— Exercise —
Go through the listing and copy each line that has the string "only" in it.

— Entries supplied —
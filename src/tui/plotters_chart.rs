//! Plotters-powered rating-per-sign bar chart for Ratatui.
//!
//! We render Plotters output into the Ratatui buffer using `plotters-ratatui-backend`.

use plotters::prelude::*;
use plotters::style::Color as _;
use plotters_ratatui_backend::widget_fn;
use ratatui::{
    buffer::Buffer,
    layout::Rect,
    style::{Color, Style},
    widgets::Widget,
};

/// A render-only chart description.
///
/// Bars are computed outside the render call so `render()` only draws.
pub struct SignRatingChart<'a> {
    /// `(short label, rating)` per bar, left to right.
    pub bars: &'a [(String, u32)],
    /// Top of the y axis.
    pub y_max: u32,
}

impl<'a> Widget for SignRatingChart<'a> {
    fn render(self, area: Rect, buf: &mut Buffer) {
        // When the available area is too small, Plotters may fail to build a chart.
        if area.width < 20 || area.height < 8 {
            buf.set_string(
                area.x,
                area.y,
                "Chart area too small (resize terminal).",
                Style::default().fg(Color::Yellow),
            );
            return;
        }
        if self.bars.is_empty() {
            return;
        }

        let n = self.bars.len();
        let x0 = -0.5_f64;
        let x1 = n as f64 - 0.5;
        let y1 = f64::from(self.y_max.max(1)) + 0.5;

        let widget = widget_fn(move |root| {
            let mut chart = ChartBuilder::on(&root)
                .margin(1)
                // Terminal cells are low-res, so keep label areas compact.
                .set_label_area_size(LabelAreaPosition::Left, 4)
                .set_label_area_size(LabelAreaPosition::Bottom, 2)
                .build_cartesian_2d(x0..x1, 0.0..y1)?;

            chart
                .configure_mesh()
                .disable_x_mesh()
                .disable_y_mesh()
                .x_labels(n)
                .y_labels(self.y_max.clamp(1, 6) as usize)
                .x_label_formatter(&|v| bar_label(self.bars, *v))
                .y_label_formatter(&|v| format!("{v:.0}"))
                .label_style(("sans-serif", 10).into_font().color(&WHITE))
                .axis_style(&WHITE)
                .draw()?;

            // Highest-rated bar stands out; the rest share one colour.
            let top_color = RGBColor(0, 255, 0);
            let bar_color = RGBColor(0, 255, 255);

            chart.draw_series(self.bars.iter().enumerate().map(|(i, (_, rating))| {
                let x = i as f64;
                let color = if i == 0 { top_color } else { bar_color };
                Rectangle::new([(x - 0.35, 0.0), (x + 0.35, f64::from(*rating))], color.filled())
            }))?;

            Ok(())
        });

        widget.render(area, buf);
    }
}

/// Label for the bar nearest `v`, blank between bars.
fn bar_label(bars: &[(String, u32)], v: f64) -> String {
    let idx = v.round();
    if (v - idx).abs() > 0.01 || idx < 0.0 {
        return String::new();
    }
    bars.get(idx as usize)
        .map(|(label, _)| label.clone())
        .unwrap_or_default()
}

— Written solution —
/// A render-only chart description.
/// Bars are computed outside the render call so `render()` only draws.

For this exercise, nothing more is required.